The art of editing film is what transforms Decasia into something beautiful. It's about Morrison's choices and how he pieces the found images together. The images are ordinary, yet playful. When grouped together, they create something fantastic.
Disintegration, the slow death of the nitrate films, is the theme that unites the found footage. Decasia is as fluid as a Stan Brakhage or Chris Marker film. Clouds of fog and smoke roll across the screen and people enter and exit the hazy decay. A boxer punches against the film's blurry border.

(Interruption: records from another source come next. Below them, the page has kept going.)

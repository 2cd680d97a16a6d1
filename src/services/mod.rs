use thiserror::Error;

pub mod main;

#[derive(Debug, Error, PartialEq, Eq)]
pub enum ServiceError {
    #[error("Invalid input: {0}")]
    InvalidInput(String),

    #[error("Internal error: {0}")]
    Internal(String),
}

pub type ServiceResult<T> = Result<T, ServiceError>;
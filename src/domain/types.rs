//! Strongly-typed value objects used by the pagination core.
//!
//! These wrappers enforce basic invariants (page numbers start at one,
//! query parameters keep their insertion order) so that once a value reaches
//! the navigator or the renderer it can be treated as trusted.
use std::fmt::{Display, Formatter};
use std::str::FromStr;

use indexmap::IndexMap;
use serde::Serialize;
use thiserror::Error;

/// Errors produced when attempting to construct a constrained value object.
#[derive(Debug, Error, PartialEq, Eq)]
pub enum TypeConstraintError {
    /// Provided page number is zero.
    #[error("page number must be greater than zero")]
    NonPositivePage,
    /// Provided page value is not a decimal integer.
    #[error("invalid page value: {0}")]
    InvalidPage(String),
}

/// One-based page index.
#[derive(Clone, Copy, Debug, Serialize, PartialEq, Eq, PartialOrd, Ord, Hash)]
pub struct PageNumber(usize);

impl PageNumber {
    /// The first page of every listing.
    pub const FIRST: PageNumber = PageNumber(1);

    /// Creates a new page number ensuring it is greater than zero.
    pub fn new(value: usize) -> Result<Self, TypeConstraintError> {
        if value > 0 {
            Ok(Self(value))
        } else {
            Err(TypeConstraintError::NonPositivePage)
        }
    }

    /// Returns the raw `usize` backing this page number.
    pub const fn get(self) -> usize {
        self.0
    }

    pub(crate) fn successor(self) -> Self {
        Self(self.0 + 1)
    }

    pub(crate) fn predecessor(self) -> Option<Self> {
        Self::new(self.0 - 1).ok()
    }
}

impl Display for PageNumber {
    fn fmt(&self, f: &mut Formatter<'_>) -> std::fmt::Result {
        write!(f, "{}", self.0)
    }
}

impl TryFrom<usize> for PageNumber {
    type Error = TypeConstraintError;

    fn try_from(value: usize) -> Result<Self, Self::Error> {
        Self::new(value)
    }
}

impl From<PageNumber> for usize {
    fn from(value: PageNumber) -> Self {
        value.0
    }
}

impl FromStr for PageNumber {
    type Err = TypeConstraintError;

    fn from_str(s: &str) -> Result<Self, Self::Err> {
        if s.is_empty() || !s.bytes().all(|b| b.is_ascii_digit()) {
            return Err(TypeConstraintError::InvalidPage(s.to_string()));
        }
        let value = s
            .parse::<usize>()
            .map_err(|_| TypeConstraintError::InvalidPage(s.to_string()))?;
        Self::new(value)
    }
}

/// Query string parameters in the order they appeared in the URL.
///
/// Re-inserting an existing key replaces the value in place, so overriding
/// `page` never moves it relative to the other parameters.
#[derive(Clone, Debug, Default, Serialize, PartialEq, Eq)]
pub struct QueryParameters(IndexMap<String, String>);

impl QueryParameters {
    pub fn new() -> Self {
        Self::default()
    }

    pub fn insert(&mut self, key: impl Into<String>, value: impl Into<String>) {
        self.0.insert(key.into(), value.into());
    }

    pub fn get(&self, key: &str) -> Option<&str> {
        self.0.get(key).map(String::as_str)
    }

    pub fn len(&self) -> usize {
        self.0.len()
    }

    pub fn is_empty(&self) -> bool {
        self.0.is_empty()
    }

    /// Iterates over `(key, value)` pairs in insertion order.
    pub fn iter(&self) -> impl Iterator<Item = (&str, &str)> {
        self.0.iter().map(|(k, v)| (k.as_str(), v.as_str()))
    }

    /// Returns a copy with `page` set to the given number.
    pub fn with_page(&self, page: PageNumber) -> Self {
        let mut params = self.clone();
        params.insert("page", page.to_string());
        params
    }
}

impl<K, V> FromIterator<(K, V)> for QueryParameters
where
    K: Into<String>,
    V: Into<String>,
{
    fn from_iter<I: IntoIterator<Item = (K, V)>>(iter: I) -> Self {
        Self(
            iter.into_iter()
                .map(|(k, v)| (k.into(), v.into()))
                .collect(),
        )
    }
}
//! Configuration model loaded from external sources.

use serde::Deserialize;
use validator::Validate;

#[derive(Clone, Debug, Deserialize, Validate)]
/// Settings of the demo listing server.
pub struct ServerConfig {
    pub address: String,
    #[validate(range(min = 1))]
    pub port: u16,
    /// Glob handed to `Tera::new`, e.g. `templates/**/*`.
    pub templates_dir: String,
    /// Number of synthetic entries in the listing.
    pub total_items: usize,
    #[validate(range(min = 1))]
    pub items_per_page: usize,
}
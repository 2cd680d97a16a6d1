use crate::domain::types::PageNumber;
use crate::pagination::PaginationView;

/// Query parameters accepted by the index page service.
#[derive(Debug, Default)]
pub struct IndexQuery {
    /// Optional substring the listing is filtered by.
    pub filter: Option<String>,
}

/// Data required to render the main index template.
pub struct IndexPageData {
    /// Entries shown on the current page.
    pub items: Vec<String>,
    /// Number of entries matching the filter across all pages.
    pub total_items: usize,
    pub page: PageNumber,
    pub total_pages: PageNumber,
    /// Pagination control linking to the neighbouring pages.
    pub pagination: PaginationView,
    /// Filter echoed back to the template when present.
    pub filter: Option<String>,
}
use serde::Serialize;

use crate::domain::types::PageNumber;

/// Position of the current page within a listing.
///
/// `next` is `None` exactly when `current == total` and `prev` is `None`
/// exactly when `current` is the first page. Built by
/// [`crate::navigator::page_set`].
#[derive(Clone, Copy, Debug, PartialEq, Eq, Serialize)]
pub struct PageSet {
    pub current: PageNumber,
    pub total: PageNumber,
    pub next: Option<PageNumber>,
    pub prev: Option<PageNumber>,
}
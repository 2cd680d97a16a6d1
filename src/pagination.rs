//! Sliding pagination window around the current page.
//!
//! For page `c` of `t` the window is
//! `prev, c-2, [1...], c-1, c, c+1, c+2, [...t], next`, each entry present
//! only when the page exists. The first-page and last-page entries are links
//! labelled with an ellipsis and appear once the window no longer reaches the
//! boundary.

use serde::Serialize;

use crate::domain::types::{PageNumber, QueryParameters};
use crate::errors::{PaginationError, PaginationResult};
use crate::links::{RequestContext, build_url};
use crate::navigator::{next_page, page_set, prev_page};

/// One entry of the rendered control.
#[derive(Clone, Debug, PartialEq, Eq, Serialize)]
#[serde(tag = "kind", rename_all = "snake_case")]
pub enum PaginationItem {
    PrevButton { url: String },
    PageLink { number: PageNumber, url: String },
    Ellipsis { label: String, url: String },
    Current { number: PageNumber },
    NextButton { url: String },
}

impl PaginationItem {
    /// Whether the item counts towards the numbered window (links and ellipses).
    pub fn is_page_entry(&self) -> bool {
        matches!(self, Self::PageLink { .. } | Self::Ellipsis { .. })
    }
}

/// Ordered items of a single render call.
#[derive(Clone, Debug, Default, PartialEq, Eq, Serialize)]
pub struct PaginationView {
    items: Vec<PaginationItem>,
}

impl PaginationView {
    pub fn items(&self) -> &[PaginationItem] {
        &self.items
    }

    pub fn len(&self) -> usize {
        self.items.len()
    }

    pub fn is_empty(&self) -> bool {
        self.items.is_empty()
    }

    /// Number of page links and ellipses in the view.
    pub fn page_entries(&self) -> usize {
        self.items.iter().filter(|item| item.is_page_entry()).count()
    }
}

struct ViewBuilder<'a> {
    base_url: &'a str,
    params: &'a QueryParameters,
    items: Vec<PaginationItem>,
}

impl ViewBuilder<'_> {
    fn url(&self, page: PageNumber) -> String {
        build_url(self.base_url, self.params, page)
    }

    fn prev_button(&mut self, page: PageNumber) {
        let url = self.url(page);
        self.items.push(PaginationItem::PrevButton { url });
    }

    fn page_link(&mut self, number: PageNumber) {
        let url = self.url(number);
        self.items.push(PaginationItem::PageLink { number, url });
    }

    fn ellipsis(&mut self, label: String, page: PageNumber) {
        let url = self.url(page);
        self.items.push(PaginationItem::Ellipsis { label, url });
    }

    fn next_button(&mut self, page: PageNumber) {
        let url = self.url(page);
        self.items.push(PaginationItem::NextButton { url });
    }
}

/// Builds the pagination view for `current` of `total` pages.
///
/// A page in the middle of a long listing gets three entries on each side:
/// `c-2`, the `1...` jump and `c-1` before it, `c+1`, `c+2` and the `...t`
/// jump after it. Every link points at `base_url` with `params` carried
/// over and `page` overridden. Fails with [`PaginationError::InvalidInput`]
/// when `current` is beyond `total`.
pub fn render(
    base_url: &str,
    current: PageNumber,
    total: PageNumber,
    params: &QueryParameters,
) -> PaginationResult<PaginationView> {
    let pages = page_set(current, total)?;
    let mut view = ViewBuilder {
        base_url,
        params,
        items: Vec::with_capacity(9),
    };

    if let Some(prev) = pages.prev {
        view.prev_button(prev);

        if let Some(second_prev) = prev_page(prev) {
            view.page_link(second_prev);
            if second_prev != PageNumber::FIRST {
                view.ellipsis(format!("{}...", PageNumber::FIRST), PageNumber::FIRST);
            }
        }

        view.page_link(prev);
    }

    view.items.push(PaginationItem::Current { number: current });

    if let Some(next) = pages.next {
        view.page_link(next);

        if let Some(second_next) = next_page(next, total)? {
            view.page_link(second_next);
            if second_next != total {
                view.ellipsis(format!("...{total}"), total);
            }
        }

        view.next_button(next);
    }

    Ok(PaginationView { items: view.items })
}

/// Reads the current page from the `page` query parameter.
///
/// A missing parameter means the first page. Anything other than a positive
/// integer is rejected.
pub fn resolve_current_page(params: &QueryParameters) -> PaginationResult<PageNumber> {
    match params.get("page") {
        None => Ok(PageNumber::FIRST),
        Some(raw) => raw.parse::<PageNumber>().map_err(PaginationError::from),
    }
}

/// Renders the control for the request described by `ctx`.
pub fn render_for_request(
    ctx: &RequestContext,
    total: PageNumber,
) -> PaginationResult<PaginationView> {
    let current = resolve_current_page(ctx.params())?;
    render(ctx.base_url(), current, total, ctx.params())
}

The images dissolve into one another, and the experience is one of listening to random thoughts.
Morrison, a New York-based artist, has four avant-garde films to his credit: Night Highway (1990), Footprints (1992), The Death of a Train (1993) and The Film of Her (1996). But the feature-length Decasia is easily his most ambitious work.
Throughout Decasia, Morrison continuously returns to the core symbol of the film: a whirling dervish who manages to keep his fez atop his head despite his constant spinning. It is the recurrent image in the film, one of far off exotica and a past world that only exists on fragile, quickly disappearing film stock. With Decasia, Morrison shows a world that's collapsing, no different from the crumbling film fragments that make up the film.
Decasia, as stunning a film work as you're likely to see, is engrossing, beautifully silent and soulful. Morrison is as much a poet as he is a film artist and auteur. Nine years after the centenary of cinema, Morrison creates a dream show worthy of its heritage. The richest discoveries come with repeat viewings of Decasia; something that makes its arrival on DVD all the more momentous.